__Brief__
Somewhere below, one line contains "fn init_logging(config: &CliConfig)" and a later line contains "fn main() ->". Output those two lines and everything between them exactly, and nothing else.
——————
//! dutil CLI entry point
//!
//! Parses arguments, sets up logging, runs the command and renders
//! failures through [`user_friendly_error`].

use clap::Parser;
use dutil::cli::{Cli, CliConfig};
use dutil::core::user_friendly_error;
use std::process::ExitCode;
use tracing_subscriber::EnvFilter;

fn init_logging(config: &CliConfig) {
    // RUST_LOG wins unless a verbosity flag was given
    let filter = match config.log_level.as_deref() {
        Some("debug") => EnvFilter::new("dutil=debug"),
        Some(level) => EnvFilter::try_from_default_env().unwrap_or_else(|_| EnvFilter::new(level)),
        None => EnvFilter::new("error"),
    };

    tracing_subscriber::fmt()
        .with_env_filter(filter)
        .with_writer(std::io::stderr)
        .with_target(false)
        .init();
}

fn main() -> ExitCode {
    let cli = Cli::parse();

    #[cfg(windows)]
    colored::control::set_virtual_terminal(true).ok();

    let config = cli.build_config();
    init_logging(&config);

    match cli.execute_with_config(&config) {
        Ok(code) => code,
        Err(e) => {
            user_friendly_error(e).display();
            ExitCode::FAILURE
        }
    }
}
——————
__Worked solution__
fn init_logging(config: &CliConfig) {
    // RUST_LOG wins unless a verbosity flag was given
    let filter = match config.log_level.as_deref() {
        Some("debug") => EnvFilter::new("dutil=debug"),
        Some(level) => EnvFilter::try_from_default_env().unwrap_or_else(|_| EnvFilter::new(level)),
        None => EnvFilter::new("error"),
    };

    tracing_subscriber::fmt()
        .with_env_filter(filter)
        .with_writer(std::io::stderr)
        .with_target(false)
        .init();
}

fn main() -> ExitCode {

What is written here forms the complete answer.